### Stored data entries
//! Periodic registry and tracked-app sweeps (spec.md §4.8).

use std::collections::{HashMap, HashSet};
use std::sync::Arc;
use std::time::Duration as StdDuration;

use chrono::{DateTime, Duration, Utc};
use tokio::sync::RwLock;
use tracing::{error, warn};
use uuid::Uuid;

use crate::domain::errors::{DomainResult, ProviderError};
use crate::domain::models::{BatchJobConfig, BatchRun, BatchRunStatus, JobKind, LatestDescriptor, SourceKind};
use crate::domain::ports::notifier::NotificationEvent;
use crate::domain::ports::{
    BatchJobConfigRepository, BatchRunRepository, ContainerInventoryPort, CredentialProvider,
    LatestDescriptorRepository, Notifier, TrackedAppRepository,
};
use crate::services::inventory_service::registry_descriptor_key;
use crate::services::upstream_resolver::{ResolveOptions, UpstreamResolver};
use crate::services::version_normalize::has_update;

const TICK_INTERVAL: StdDuration = StdDuration::from_secs(30);
/// Delay before the first sweep of a job kind that has never run, per
/// spec.md §4.8 ("schedule an initial run after a small fixed delay").
const INITIAL_RUN_DELAY: Duration = Duration::minutes(1);

pub struct BatchRunner {
    batch_runs: Arc<dyn BatchRunRepository>,
    batch_configs: Arc<dyn BatchJobConfigRepository>,
    inventory: Arc<dyn ContainerInventoryPort>,
    tracked_apps: Arc<dyn TrackedAppRepository>,
    descriptors: Arc<dyn LatestDescriptorRepository>,
    resolver: Arc<UpstreamResolver>,
    credentials: Arc<dyn CredentialProvider>,
    notifier: Arc<dyn Notifier>,
    next_run_cache: RwLock<HashMap<JobKind, DateTime<Utc>>>,
}

impl BatchRunner {
    #[allow(clippy::too_many_arguments)]
    pub fn new(
        batch_runs: Arc<dyn BatchRunRepository>,
        batch_configs: Arc<dyn BatchJobConfigRepository>,
        inventory: Arc<dyn ContainerInventoryPort>,
        tracked_apps: Arc<dyn TrackedAppRepository>,
        descriptors: Arc<dyn LatestDescriptorRepository>,
        resolver: Arc<UpstreamResolver>,
        credentials: Arc<dyn CredentialProvider>,
        notifier: Arc<dyn Notifier>,
    ) -> Self {
        Self {
            batch_runs,
            batch_configs,
            inventory,
            tracked_apps,
            descriptors,
            resolver,
            credentials,
            notifier,
            next_run_cache: RwLock::new(HashMap::new()),
        }
    }

    pub fn start(self: Arc<Self>) {
        tokio::spawn(async move {
            let mut ticker = tokio::time::interval(TICK_INTERVAL);
            loop {
                ticker.tick().await;
                let now = Utc::now();
                if let Err(e) = self.tick(JobKind::RegistrySweep, now).await {
                    error!(error = %e, "registry sweep tick failed");
                }
                if let Err(e) = self.tick(JobKind::TrackedAppSweep, now).await {
                    error!(error = %e, "tracked app sweep tick failed");
                }
            }
        });
    }

    /// One tick for one job kind: checks whether a sweep is due across all
    /// users with that job kind enabled, and if so, runs it.
    pub async fn tick(&self, job_kind: JobKind, now: DateTime<Utc>) -> DomainResult<()> {
        let configs = self.batch_configs.list_enabled(job_kind).await?;
        if configs.is_empty() {
            return Ok(());
        }

        if self.batch_runs.has_running(job_kind).await? {
            return Ok(());
        }

        let next_run = self.next_run_for(job_kind, &configs).await?;
        if now < next_run {
            return Ok(());
        }

        let user_ids: HashSet<i64> = configs.iter().map(|c| c.user_id).collect();
        self.run_sweep(job_kind, user_ids, false).await?;
        self.next_run_cache.write().await.remove(&job_kind);
        Ok(())
    }

    /// Manual "run now" trigger: always runs regardless of schedule, and
    /// does not reset the recurring anchor (spec.md §4.8).
    pub async fn run_now(&self, job_kind: JobKind, user_ids: HashSet<i64>) -> DomainResult<Uuid> {
        self.run_sweep(job_kind, user_ids, true).await
    }

    async fn next_run_for(&self, job_kind: JobKind, configs: &[BatchJobConfig]) -> DomainResult<DateTime<Utc>> {
        if let Some(cached) = self.next_run_cache.read().await.get(&job_kind) {
            return Ok(*cached);
        }

        let min_interval = configs.iter().map(|c| c.interval_minutes).min().unwrap_or(60);
        let recent = self.batch_runs.latest(Some(job_kind)).await?;

        let next_run = match recent.first() {
            Some(last) if last.status != BatchRunStatus::Running => {
                last.completed_at.unwrap_or(last.started_at) + Duration::minutes(min_interval as i64)
            }
            Some(last) => last.started_at + Duration::minutes(min_interval as i64),
            None => Utc::now() + INITIAL_RUN_DELAY,
        };

        self.next_run_cache.write().await.insert(job_kind, next_run);
        Ok(next_run)
    }

    async fn run_sweep(&self, job_kind: JobKind, user_ids: HashSet<i64>, is_manual: bool) -> DomainResult<Uuid> {
        let mut run = BatchRun::start(job_kind, is_manual);
        self.batch_runs.create(&run).await?;

        let outcome = match job_kind {
            JobKind::RegistrySweep => self.sweep_registry_images(&user_ids).await,
            JobKind::TrackedAppSweep => self.sweep_tracked_apps(&user_ids).await,
        };

        let completed_at = Utc::now();
        run.completed_at = Some(completed_at);
        run.duration_ms = Some((completed_at - run.started_at).num_milliseconds());

        match outcome {
            Ok((checked, updated, logs)) => {
                run.containers_checked = checked;
                run.containers_updated = updated;
                run.status = BatchRunStatus::Completed;
                run.logs = logs;
            }
            Err(reason) => {
                run.status = BatchRunStatus::Failed;
                run.error_message = Some(reason.clone());
                self.notifier
                    .notify(NotificationEvent::BatchRunFailed { job_kind: job_kind.as_str().to_string(), run_id: run.id, error: reason })
                    .await;
            }
        }

        self.batch_runs.update(&run).await?;
        Ok(run.id)
    }

    /// Returns `(containersChecked, containersUpdated, logs)`, or an error
    /// string when the sweep was aborted by a rate limit (spec.md §4.8
    /// step 4: untouched targets are left untouched).
    async fn sweep_registry_images(&self, user_ids: &HashSet<i64>) -> Result<(u32, u32, String), String> {
        let mut checked = 0u32;
        let mut updated = 0u32;
        let mut logs = String::new();

        for &user_id in user_ids {
            let containers = self.inventory.list_annotated_containers(user_id, false).await.map_err(|e| e.to_string())?;

            let mut seen = HashSet::new();
            for container in containers {
                let key = registry_descriptor_key(&container.repo, &container.tag);
                if !seen.insert((user_id, key.clone())) {
                    continue;
                }

                let credential = self.credentials.credentials_for(user_id, &format!("registry:{}", container.registry)).await;
                let previous_has_update = container.has_update;

                let result = self
                    .resolver
                    .resolve_latest(
                        &container.repo,
                        &container.tag,
                        ResolveOptions { forge_ref: None, forge_token: None, use_fallback: false, registry_credential: credential.as_deref() },
                    )
                    .await;

                checked += 1;
                match result {
                    Ok(Some(descriptor)) => {
                        let new_has_update = has_update(
                            container.current_digest_full.as_deref(),
                            Some(container.tag.as_str()),
                            descriptor.digest.as_deref(),
                            descriptor.tag.as_deref(),
                        );
                        self.descriptors.upsert(user_id, &key, &descriptor).await.map_err(|e| e.to_string())?;

                        if new_has_update && !previous_has_update {
                            updated += 1;
                        }
                        if new_has_update && !previous_has_update {
                            self.notifier
                                .notify(NotificationEvent::UpstreamUpdateDetected {
                                    user_id,
                                    key: key.clone(),
                                    previous_tag: Some(container.tag.clone()),
                                    new_tag: descriptor.tag.clone(),
                                })
                                .await;
                        }
                        logs.push_str(&format!("checked {key}: has_update={new_has_update}\n"));
                    }
                    Ok(None) => {
                        logs.push_str(&format!("checked {key}: no descriptor resolved\n"));
                    }
                    Err(ProviderError::RateLimited) => {
                        return Err(format!("rate limited by upstream provider while checking {key}"));
                    }
                    Err(ProviderError::Transient(reason)) => {
                        warn!(key, reason, "transient error resolving registry image, continuing");
                        logs.push_str(&format!("checked {key}: transient error: {reason}\n"));
                    }
                }
            }
        }

        Ok((checked, updated, logs))
    }

    async fn sweep_tracked_apps(&self, user_ids: &HashSet<i64>) -> Result<(u32, u32, String), String> {
        let mut checked = 0u32;
        let mut updated = 0u32;
        let mut logs = String::new();

        let all_apps = self.tracked_apps.list_all().await.map_err(|e| e.to_string())?;
        for mut app in all_apps.into_iter().filter(|a| user_ids.contains(&a.user_id)) {
            let previous_has_update = app.has_update;

            // Three capability implementations chosen by source kind
            // (spec.md §9): a registry-backed app resolves through the
            // digest path like a deployed container's image, while the
            // two forge kinds resolve through the release-feed path.
            let result = match app.source_kind {
                SourceKind::Registry => {
                    let credential = self.credentials.credentials_for(app.user_id, &format!("registry:app:{}", app.id)).await;
                    let tag = app.current_version.as_deref().unwrap_or("latest");
                    self.resolver
                        .resolve_latest(
                            &app.source_ref,
                            tag,
                            ResolveOptions { forge_ref: None, forge_token: None, use_fallback: false, registry_credential: credential.as_deref() },
                        )
                        .await
                }
                SourceKind::ForgeA | SourceKind::ForgeB => {
                    let token = self
                        .credentials
                        .credentials_for(app.user_id, &format!("forge-token:{}", app.id))
                        .await
                        .or_else(|| app.forge_token.clone());
                    match &app.current_version {
                        Some(tag) => self.resolver.resolve_forge_by_tag(&app.source_ref, tag, token.as_deref()).await,
                        None => self.resolver.resolve_forge_latest(&app.source_ref, token.as_deref()).await,
                    }
                }
            };

            checked += 1;
            match result {
                Ok(Some(descriptor)) => {
                    apply_descriptor_to_tracked_app(&mut app, &descriptor);
                    let new_has_update = has_update(
                        app.current_digest.as_deref(),
                        app.current_version.as_deref(),
                        app.latest_digest.as_deref(),
                        app.latest_version.as_deref(),
                    );
                    app.has_update = new_has_update;
                    app.last_checked = Some(Utc::now());
                    self.tracked_apps.update(&app).await.map_err(|e| e.to_string())?;

                    if new_has_update && !previous_has_update {
                        updated += 1;
                    }
                    if new_has_update && !previous_has_update {
                        self.notifier
                            .notify(NotificationEvent::UpstreamUpdateDetected {
                                user_id: app.user_id,
                                key: format!("tracked-app:{}", app.id),
                                previous_tag: app.current_version.clone(),
                                new_tag: app.latest_version.clone(),
                            })
                            .await;
                    }
                    logs.push_str(&format!("checked {}: has_update={new_has_update}\n", app.name));
                }
                Ok(None) => {
                    logs.push_str(&format!("checked {}: no release resolved\n", app.name));
                }
                Err(ProviderError::RateLimited) => {
                    return Err(format!("rate limited by upstream provider while checking {}", app.name));
                }
                Err(ProviderError::Transient(reason)) => {
                    warn!(app = %app.name, reason, "transient error resolving tracked app, continuing");
                    logs.push_str(&format!("checked {}: transient error: {reason}\n", app.name));
                }
            }
        }

        Ok((checked, updated, logs))
    }
}

fn apply_descriptor_to_tracked_app(app: &mut crate::domain::models::TrackedApp, descriptor: &LatestDescriptor) {
    app.latest_version = descriptor.tag.clone();
    app.latest_digest = descriptor.digest.clone();
    app.latest_published_at = descriptor.published_at;
}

### WHAT YOU WILL DO
Take the lines above from the one containing "Ok((checked, updated, logs)) =>" to the one containing "async fn sweep_registry_images(&self, user_ids: &HashSet<i64>)" and retype them exactly, both ends included, with nothing added.

### SOLUTION FOR THIS PROBLEM
            Ok((checked, updated, logs)) => {
                run.containers_checked = checked;
                run.containers_updated = updated;
                run.status = BatchRunStatus::Completed;
                run.logs = logs;
            }
            Err(reason) => {
                run.status = BatchRunStatus::Failed;
                run.error_message = Some(reason.clone());
                self.notifier
                    .notify(NotificationEvent::BatchRunFailed { job_kind: job_kind.as_str().to_string(), run_id: run.id, error: reason })
                    .await;
            }
        }

        self.batch_runs.update(&run).await?;
        Ok(run.id)
    }

    /// Returns `(containersChecked, containersUpdated, logs)`, or an error
    /// string when the sweep was aborted by a rate limit (spec.md §4.8
    /// step 4: untouched targets are left untouched).
    async fn sweep_registry_images(&self, user_ids: &HashSet<i64>) -> Result<(u32, u32, String), String> {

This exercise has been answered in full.